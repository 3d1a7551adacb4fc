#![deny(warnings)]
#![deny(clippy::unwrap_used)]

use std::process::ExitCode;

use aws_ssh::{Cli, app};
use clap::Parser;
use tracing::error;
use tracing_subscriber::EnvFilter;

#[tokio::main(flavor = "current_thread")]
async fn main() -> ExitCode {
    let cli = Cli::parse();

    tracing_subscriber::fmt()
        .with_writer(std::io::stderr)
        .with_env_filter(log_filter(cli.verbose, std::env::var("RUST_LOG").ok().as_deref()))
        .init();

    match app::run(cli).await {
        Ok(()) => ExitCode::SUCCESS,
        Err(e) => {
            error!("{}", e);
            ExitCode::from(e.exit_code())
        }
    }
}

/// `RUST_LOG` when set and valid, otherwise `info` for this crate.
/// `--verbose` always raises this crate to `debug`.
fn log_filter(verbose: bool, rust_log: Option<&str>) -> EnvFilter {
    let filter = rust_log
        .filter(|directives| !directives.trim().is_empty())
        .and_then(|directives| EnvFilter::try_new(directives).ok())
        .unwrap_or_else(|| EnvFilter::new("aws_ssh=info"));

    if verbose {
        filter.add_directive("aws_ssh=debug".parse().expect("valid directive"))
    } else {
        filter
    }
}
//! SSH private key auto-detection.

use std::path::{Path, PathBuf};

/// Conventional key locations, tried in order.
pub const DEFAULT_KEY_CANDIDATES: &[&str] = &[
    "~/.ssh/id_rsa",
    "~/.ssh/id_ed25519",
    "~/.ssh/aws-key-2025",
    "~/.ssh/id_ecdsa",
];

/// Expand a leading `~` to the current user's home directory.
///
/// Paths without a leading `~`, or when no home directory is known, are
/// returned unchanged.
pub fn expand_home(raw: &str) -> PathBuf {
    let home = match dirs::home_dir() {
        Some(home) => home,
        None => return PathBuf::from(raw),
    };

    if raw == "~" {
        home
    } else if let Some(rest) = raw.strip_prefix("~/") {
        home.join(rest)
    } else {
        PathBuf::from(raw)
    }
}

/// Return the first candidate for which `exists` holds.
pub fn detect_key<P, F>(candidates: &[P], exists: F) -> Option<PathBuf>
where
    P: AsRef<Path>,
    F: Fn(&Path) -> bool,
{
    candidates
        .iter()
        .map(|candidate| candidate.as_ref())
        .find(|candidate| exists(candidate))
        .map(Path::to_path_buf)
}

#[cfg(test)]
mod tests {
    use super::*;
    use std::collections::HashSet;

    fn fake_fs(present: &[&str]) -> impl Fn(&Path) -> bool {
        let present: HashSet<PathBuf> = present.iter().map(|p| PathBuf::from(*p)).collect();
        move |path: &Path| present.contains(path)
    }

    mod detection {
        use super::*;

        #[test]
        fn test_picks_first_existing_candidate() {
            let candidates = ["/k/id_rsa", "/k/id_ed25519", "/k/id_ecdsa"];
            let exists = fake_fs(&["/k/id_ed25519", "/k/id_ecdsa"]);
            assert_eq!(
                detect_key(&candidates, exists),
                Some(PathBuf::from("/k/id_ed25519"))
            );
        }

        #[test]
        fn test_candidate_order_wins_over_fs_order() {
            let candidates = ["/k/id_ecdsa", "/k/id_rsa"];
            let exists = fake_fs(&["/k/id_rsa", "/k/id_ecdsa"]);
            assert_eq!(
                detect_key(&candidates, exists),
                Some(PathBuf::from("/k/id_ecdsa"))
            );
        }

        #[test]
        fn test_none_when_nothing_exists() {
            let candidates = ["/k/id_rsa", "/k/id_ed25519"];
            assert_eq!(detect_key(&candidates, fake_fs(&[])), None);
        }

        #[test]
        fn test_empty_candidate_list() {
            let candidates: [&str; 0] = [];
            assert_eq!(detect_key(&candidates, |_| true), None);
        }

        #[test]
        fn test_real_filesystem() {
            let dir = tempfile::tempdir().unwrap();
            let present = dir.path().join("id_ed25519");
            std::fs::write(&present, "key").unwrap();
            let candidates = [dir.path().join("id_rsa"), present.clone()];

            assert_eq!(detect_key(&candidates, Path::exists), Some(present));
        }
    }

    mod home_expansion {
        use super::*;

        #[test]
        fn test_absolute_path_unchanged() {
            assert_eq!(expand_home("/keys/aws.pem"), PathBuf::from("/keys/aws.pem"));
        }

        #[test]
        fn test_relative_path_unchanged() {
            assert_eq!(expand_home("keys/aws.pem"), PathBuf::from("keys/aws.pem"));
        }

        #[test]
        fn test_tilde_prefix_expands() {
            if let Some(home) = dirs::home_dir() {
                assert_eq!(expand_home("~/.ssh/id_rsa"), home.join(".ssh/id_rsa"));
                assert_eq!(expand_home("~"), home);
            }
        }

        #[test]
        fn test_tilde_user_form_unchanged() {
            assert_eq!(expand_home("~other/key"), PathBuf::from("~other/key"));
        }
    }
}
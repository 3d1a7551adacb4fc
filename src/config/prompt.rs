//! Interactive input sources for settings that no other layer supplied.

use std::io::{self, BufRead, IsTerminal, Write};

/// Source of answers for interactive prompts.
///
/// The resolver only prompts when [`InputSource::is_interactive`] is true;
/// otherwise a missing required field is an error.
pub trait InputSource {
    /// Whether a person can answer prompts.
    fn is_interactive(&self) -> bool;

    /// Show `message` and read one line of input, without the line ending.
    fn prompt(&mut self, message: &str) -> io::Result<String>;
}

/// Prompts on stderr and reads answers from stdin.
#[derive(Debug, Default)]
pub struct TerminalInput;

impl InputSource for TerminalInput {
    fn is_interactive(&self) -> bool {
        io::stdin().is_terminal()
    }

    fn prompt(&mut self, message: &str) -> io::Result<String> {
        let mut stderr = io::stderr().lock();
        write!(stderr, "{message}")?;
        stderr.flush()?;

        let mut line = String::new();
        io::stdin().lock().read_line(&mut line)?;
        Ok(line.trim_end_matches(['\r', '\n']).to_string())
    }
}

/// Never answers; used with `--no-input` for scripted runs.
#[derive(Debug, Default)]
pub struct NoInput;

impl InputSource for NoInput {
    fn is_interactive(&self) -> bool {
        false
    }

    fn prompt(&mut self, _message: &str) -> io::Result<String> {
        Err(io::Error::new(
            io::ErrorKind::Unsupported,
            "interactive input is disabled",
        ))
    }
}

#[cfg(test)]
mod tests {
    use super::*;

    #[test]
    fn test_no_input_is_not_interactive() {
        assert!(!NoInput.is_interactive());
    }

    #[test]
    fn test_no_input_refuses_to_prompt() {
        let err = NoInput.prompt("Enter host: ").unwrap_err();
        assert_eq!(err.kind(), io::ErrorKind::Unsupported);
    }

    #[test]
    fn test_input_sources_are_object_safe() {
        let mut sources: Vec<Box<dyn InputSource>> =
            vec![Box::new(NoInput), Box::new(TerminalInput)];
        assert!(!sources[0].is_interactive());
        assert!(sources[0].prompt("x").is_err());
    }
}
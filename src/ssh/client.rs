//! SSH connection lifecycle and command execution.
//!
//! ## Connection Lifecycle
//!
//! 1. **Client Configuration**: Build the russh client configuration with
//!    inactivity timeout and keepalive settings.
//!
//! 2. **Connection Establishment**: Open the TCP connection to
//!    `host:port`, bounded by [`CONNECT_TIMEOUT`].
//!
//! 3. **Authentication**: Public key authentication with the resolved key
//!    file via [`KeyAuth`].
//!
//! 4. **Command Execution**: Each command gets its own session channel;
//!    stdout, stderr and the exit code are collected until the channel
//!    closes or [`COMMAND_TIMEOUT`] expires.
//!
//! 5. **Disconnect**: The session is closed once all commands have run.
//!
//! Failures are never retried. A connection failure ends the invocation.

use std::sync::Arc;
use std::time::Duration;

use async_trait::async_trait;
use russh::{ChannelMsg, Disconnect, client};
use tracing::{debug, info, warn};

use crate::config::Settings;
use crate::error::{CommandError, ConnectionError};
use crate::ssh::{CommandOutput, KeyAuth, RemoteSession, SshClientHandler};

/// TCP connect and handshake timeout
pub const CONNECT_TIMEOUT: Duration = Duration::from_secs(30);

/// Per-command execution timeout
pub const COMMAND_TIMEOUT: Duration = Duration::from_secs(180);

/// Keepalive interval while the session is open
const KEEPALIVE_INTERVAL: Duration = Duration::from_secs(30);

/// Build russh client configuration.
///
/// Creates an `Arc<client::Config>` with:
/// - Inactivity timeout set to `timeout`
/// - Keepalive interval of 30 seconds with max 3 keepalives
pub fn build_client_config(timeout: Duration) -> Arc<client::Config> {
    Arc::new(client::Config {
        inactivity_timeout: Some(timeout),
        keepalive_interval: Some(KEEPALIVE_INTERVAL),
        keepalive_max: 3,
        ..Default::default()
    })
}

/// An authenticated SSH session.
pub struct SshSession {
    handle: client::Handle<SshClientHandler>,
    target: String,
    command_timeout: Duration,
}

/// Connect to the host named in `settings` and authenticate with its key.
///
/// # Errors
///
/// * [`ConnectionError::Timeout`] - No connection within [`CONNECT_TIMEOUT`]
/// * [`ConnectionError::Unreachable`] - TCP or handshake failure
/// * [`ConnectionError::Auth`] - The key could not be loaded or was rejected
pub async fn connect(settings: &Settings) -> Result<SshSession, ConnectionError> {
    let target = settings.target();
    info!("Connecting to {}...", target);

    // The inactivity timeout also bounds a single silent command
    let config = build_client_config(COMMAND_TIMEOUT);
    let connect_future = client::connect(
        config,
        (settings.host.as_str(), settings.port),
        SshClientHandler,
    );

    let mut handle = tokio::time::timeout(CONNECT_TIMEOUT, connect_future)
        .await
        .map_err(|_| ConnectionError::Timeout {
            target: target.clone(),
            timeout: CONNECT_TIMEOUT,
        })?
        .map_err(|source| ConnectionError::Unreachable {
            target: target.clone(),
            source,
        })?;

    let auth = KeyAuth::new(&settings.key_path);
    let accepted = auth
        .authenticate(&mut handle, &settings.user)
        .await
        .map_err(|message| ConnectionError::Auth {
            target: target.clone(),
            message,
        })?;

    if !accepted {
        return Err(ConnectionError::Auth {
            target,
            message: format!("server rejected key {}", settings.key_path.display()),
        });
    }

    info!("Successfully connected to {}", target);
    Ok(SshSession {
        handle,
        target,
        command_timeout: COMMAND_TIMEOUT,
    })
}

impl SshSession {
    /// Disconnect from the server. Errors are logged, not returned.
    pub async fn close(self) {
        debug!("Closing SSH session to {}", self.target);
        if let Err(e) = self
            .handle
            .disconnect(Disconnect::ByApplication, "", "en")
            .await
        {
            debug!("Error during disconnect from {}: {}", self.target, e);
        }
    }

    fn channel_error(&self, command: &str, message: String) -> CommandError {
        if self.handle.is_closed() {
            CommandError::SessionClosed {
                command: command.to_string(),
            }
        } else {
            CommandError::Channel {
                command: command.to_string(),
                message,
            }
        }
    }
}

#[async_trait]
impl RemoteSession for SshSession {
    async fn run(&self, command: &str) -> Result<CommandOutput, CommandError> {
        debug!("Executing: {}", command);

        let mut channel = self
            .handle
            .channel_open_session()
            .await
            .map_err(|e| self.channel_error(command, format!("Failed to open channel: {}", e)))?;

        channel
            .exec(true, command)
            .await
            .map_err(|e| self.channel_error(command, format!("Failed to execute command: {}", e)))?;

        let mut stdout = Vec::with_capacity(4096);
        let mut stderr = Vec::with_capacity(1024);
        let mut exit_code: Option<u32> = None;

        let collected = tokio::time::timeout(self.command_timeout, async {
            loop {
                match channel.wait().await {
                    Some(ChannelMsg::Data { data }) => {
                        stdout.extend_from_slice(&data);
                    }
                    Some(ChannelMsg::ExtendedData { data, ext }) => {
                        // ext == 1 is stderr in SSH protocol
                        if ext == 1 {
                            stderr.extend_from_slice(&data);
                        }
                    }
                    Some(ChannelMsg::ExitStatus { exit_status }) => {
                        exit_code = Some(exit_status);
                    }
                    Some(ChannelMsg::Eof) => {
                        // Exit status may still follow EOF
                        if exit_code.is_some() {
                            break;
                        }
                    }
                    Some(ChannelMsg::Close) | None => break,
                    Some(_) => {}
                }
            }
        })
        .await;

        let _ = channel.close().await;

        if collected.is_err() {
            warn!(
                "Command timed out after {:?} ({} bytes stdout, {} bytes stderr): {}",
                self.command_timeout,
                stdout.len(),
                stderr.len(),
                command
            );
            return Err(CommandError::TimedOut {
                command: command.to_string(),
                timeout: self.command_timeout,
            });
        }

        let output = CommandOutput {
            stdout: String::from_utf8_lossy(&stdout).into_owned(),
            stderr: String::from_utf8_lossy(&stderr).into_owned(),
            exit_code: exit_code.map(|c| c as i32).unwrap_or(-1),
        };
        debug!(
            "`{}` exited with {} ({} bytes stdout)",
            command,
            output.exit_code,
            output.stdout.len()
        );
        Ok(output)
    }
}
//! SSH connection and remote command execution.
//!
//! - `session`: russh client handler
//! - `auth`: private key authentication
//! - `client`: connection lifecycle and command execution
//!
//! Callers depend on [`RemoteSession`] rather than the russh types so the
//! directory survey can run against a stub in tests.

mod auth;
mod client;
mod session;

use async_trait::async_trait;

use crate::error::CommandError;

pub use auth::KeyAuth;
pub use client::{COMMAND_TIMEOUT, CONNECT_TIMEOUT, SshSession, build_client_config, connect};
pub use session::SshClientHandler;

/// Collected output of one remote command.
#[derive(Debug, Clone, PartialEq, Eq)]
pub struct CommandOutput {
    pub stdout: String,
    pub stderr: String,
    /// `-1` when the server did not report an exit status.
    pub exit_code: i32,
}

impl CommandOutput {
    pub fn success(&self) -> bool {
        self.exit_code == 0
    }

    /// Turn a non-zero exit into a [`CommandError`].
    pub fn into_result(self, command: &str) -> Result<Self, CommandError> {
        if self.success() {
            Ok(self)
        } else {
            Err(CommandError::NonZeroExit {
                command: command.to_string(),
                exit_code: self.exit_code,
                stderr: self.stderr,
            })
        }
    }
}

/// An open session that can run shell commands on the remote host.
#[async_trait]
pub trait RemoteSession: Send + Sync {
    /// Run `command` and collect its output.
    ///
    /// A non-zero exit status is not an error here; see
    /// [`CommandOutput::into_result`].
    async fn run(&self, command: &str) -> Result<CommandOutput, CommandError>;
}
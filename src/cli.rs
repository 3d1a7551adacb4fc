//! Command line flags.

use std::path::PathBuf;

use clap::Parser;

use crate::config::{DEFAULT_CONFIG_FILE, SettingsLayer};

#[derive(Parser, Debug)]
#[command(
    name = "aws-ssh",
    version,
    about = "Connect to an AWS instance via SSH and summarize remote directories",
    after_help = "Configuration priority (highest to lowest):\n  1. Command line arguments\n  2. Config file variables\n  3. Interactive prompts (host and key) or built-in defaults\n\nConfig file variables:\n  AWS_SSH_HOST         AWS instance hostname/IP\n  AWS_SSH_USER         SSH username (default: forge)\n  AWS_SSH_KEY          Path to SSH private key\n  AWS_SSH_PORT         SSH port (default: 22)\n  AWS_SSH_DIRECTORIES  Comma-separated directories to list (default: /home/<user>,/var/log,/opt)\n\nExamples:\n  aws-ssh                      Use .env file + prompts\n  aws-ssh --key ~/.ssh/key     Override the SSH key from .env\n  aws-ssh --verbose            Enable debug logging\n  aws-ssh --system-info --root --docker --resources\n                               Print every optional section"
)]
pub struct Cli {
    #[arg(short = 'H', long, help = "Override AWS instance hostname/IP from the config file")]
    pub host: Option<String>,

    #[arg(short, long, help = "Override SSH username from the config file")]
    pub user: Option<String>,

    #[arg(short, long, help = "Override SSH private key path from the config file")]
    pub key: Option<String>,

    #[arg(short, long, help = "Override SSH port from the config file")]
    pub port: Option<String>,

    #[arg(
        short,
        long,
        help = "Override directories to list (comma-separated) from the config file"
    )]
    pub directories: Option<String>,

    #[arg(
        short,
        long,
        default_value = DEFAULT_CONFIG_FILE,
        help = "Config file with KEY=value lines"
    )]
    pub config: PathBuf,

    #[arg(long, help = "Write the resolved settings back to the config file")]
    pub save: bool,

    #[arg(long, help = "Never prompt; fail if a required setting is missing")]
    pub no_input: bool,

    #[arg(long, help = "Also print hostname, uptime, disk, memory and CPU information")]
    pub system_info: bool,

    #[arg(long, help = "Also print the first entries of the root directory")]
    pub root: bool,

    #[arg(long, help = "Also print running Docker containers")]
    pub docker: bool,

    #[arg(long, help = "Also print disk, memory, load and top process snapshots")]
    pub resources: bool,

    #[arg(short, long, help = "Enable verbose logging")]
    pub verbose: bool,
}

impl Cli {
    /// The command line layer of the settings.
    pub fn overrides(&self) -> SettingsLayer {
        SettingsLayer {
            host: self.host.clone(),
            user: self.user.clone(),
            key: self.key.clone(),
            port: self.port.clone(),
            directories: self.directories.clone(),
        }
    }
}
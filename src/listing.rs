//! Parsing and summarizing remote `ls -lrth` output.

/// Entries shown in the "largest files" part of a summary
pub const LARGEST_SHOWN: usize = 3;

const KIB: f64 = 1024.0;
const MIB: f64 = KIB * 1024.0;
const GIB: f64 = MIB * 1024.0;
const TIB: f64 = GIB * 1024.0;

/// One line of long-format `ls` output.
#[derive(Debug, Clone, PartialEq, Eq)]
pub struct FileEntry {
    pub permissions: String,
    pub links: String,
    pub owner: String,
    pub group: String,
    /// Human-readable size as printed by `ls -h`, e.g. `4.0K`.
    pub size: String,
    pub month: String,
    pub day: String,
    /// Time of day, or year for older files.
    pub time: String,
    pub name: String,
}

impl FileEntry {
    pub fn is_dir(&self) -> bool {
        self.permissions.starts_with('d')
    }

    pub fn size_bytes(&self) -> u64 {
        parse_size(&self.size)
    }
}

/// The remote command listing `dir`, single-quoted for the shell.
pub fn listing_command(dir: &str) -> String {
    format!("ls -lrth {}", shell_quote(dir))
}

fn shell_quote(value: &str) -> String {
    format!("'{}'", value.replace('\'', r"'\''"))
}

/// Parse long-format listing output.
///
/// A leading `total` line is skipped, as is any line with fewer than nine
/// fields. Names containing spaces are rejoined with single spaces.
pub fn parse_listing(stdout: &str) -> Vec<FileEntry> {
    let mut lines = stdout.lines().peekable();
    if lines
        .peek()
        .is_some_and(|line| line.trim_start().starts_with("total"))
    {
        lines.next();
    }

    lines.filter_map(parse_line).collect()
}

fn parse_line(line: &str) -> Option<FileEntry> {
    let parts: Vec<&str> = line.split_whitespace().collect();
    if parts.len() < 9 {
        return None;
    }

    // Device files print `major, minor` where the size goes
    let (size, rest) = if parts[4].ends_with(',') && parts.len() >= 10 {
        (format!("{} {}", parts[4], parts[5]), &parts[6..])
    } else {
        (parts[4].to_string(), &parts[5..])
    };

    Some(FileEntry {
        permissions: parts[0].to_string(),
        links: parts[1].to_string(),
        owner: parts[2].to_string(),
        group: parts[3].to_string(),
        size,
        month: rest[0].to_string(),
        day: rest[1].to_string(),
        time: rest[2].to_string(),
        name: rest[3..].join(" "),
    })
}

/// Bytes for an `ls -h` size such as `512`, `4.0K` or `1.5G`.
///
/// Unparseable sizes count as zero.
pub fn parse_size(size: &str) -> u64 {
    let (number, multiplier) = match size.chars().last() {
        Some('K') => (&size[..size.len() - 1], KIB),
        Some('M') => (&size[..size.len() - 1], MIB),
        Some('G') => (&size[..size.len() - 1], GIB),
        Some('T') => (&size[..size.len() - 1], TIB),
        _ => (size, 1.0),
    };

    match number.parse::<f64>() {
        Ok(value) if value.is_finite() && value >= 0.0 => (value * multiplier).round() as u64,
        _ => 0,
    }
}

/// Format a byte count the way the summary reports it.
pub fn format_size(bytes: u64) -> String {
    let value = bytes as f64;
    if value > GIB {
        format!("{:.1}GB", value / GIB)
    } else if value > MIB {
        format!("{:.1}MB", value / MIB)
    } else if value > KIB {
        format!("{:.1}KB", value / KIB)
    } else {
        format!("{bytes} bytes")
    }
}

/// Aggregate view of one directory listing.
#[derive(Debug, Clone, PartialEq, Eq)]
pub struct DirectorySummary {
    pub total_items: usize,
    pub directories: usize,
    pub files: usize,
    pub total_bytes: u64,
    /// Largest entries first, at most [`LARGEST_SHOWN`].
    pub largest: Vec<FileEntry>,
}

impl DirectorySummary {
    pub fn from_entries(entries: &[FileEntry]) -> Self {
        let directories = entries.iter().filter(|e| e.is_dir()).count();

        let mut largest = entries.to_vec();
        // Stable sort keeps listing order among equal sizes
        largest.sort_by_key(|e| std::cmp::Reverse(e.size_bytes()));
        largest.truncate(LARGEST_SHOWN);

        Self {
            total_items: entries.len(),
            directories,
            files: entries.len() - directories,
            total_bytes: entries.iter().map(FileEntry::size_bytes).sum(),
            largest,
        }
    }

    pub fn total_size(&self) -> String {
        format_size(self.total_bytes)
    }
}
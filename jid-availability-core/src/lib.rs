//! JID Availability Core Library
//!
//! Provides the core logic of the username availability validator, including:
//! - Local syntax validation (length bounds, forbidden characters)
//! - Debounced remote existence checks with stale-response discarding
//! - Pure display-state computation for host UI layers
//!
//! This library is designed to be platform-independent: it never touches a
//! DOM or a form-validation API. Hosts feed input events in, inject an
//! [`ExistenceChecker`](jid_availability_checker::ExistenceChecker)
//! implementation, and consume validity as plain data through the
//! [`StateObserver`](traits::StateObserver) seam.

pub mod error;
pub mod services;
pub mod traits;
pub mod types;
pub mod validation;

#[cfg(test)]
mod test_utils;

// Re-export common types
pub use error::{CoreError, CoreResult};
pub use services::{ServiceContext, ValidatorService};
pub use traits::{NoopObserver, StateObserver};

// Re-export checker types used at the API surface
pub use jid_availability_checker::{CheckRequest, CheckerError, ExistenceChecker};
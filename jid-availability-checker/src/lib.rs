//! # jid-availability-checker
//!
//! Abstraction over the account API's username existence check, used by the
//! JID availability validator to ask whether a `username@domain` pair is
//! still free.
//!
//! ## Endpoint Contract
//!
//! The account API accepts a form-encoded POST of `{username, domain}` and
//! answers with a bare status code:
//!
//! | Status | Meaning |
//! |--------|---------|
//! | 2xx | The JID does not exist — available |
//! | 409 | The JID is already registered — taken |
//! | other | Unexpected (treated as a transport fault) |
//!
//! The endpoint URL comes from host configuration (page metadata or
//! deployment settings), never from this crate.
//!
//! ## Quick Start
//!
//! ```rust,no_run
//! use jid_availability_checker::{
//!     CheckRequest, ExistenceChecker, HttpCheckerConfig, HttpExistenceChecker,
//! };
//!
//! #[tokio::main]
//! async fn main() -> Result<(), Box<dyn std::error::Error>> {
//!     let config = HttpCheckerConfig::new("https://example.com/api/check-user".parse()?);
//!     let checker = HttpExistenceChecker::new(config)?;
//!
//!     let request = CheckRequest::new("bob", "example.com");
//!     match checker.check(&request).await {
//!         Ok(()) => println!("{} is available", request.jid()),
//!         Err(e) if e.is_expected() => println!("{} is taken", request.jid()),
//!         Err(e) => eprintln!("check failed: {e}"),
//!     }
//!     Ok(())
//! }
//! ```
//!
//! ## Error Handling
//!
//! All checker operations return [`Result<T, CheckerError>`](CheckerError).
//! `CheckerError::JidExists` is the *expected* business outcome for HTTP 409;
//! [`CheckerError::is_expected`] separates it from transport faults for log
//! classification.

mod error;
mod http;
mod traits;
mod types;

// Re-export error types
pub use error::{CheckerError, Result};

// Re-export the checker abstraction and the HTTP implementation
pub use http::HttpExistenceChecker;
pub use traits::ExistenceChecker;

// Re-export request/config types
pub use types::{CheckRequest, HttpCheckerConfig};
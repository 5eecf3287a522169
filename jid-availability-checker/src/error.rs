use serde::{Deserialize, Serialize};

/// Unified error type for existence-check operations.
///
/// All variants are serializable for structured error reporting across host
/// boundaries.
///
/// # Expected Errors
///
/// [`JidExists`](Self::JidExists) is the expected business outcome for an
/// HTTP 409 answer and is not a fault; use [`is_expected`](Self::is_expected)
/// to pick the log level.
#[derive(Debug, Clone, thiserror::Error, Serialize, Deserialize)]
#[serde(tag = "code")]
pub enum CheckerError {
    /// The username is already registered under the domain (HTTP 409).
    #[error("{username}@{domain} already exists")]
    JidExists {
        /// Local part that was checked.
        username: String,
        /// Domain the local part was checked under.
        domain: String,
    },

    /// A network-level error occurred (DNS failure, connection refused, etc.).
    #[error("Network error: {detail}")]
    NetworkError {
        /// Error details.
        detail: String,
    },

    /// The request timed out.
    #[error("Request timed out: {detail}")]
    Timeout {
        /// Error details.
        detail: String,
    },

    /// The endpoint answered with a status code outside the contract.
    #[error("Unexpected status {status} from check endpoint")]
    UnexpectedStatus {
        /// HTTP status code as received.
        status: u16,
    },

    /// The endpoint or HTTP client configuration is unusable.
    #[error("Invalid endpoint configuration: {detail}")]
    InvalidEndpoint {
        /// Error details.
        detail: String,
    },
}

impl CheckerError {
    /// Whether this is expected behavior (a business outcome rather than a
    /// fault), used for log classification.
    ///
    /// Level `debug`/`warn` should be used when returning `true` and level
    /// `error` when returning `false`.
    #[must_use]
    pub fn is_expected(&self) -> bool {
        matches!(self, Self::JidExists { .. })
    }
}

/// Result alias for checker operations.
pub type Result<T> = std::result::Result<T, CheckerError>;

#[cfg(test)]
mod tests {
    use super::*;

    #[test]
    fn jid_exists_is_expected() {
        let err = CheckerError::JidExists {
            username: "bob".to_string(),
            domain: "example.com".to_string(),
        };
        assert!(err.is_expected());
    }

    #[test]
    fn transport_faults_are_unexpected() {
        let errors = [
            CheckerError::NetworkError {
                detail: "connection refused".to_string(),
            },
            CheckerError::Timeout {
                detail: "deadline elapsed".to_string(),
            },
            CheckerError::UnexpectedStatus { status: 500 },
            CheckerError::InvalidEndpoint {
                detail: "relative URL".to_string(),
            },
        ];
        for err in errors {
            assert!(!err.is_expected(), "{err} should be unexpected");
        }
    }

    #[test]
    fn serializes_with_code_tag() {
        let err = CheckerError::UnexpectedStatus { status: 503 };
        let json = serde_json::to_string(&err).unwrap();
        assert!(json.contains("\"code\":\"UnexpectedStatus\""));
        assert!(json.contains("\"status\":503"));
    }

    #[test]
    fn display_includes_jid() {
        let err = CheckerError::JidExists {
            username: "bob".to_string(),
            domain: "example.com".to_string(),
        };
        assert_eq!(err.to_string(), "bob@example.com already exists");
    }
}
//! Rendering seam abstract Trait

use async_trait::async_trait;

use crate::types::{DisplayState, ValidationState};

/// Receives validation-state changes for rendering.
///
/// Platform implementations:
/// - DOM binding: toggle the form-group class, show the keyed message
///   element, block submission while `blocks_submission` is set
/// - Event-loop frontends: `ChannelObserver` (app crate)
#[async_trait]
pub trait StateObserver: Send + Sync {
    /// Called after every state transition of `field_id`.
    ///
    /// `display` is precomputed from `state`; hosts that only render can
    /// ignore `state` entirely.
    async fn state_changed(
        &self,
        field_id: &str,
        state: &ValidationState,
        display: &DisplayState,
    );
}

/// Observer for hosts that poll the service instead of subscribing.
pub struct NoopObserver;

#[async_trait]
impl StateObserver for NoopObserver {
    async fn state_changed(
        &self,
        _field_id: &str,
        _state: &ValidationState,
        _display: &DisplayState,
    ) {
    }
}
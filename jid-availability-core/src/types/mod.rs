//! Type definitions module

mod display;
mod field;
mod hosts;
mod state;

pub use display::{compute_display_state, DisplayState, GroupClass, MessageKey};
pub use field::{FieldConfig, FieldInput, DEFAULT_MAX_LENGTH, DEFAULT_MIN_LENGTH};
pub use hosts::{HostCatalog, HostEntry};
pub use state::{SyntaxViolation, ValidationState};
- - -
■ **Exercise description**: Starting with the first line of the data above, copy each line exactly until you reach the line with "async fn main() -> ExitCode"; include that line as well.

■ **Answer space**:
repository 3d1a7551adacb4fc
#![deny(warnings)]
#![deny(clippy::unwrap_used)]

use std::process::ExitCode;

use aws_ssh::{Cli, app};
use clap::Parser;
use tracing::error;
use tracing_subscriber::EnvFilter;

#[tokio::main(flavor = "current_thread")]
async fn main() -> ExitCode {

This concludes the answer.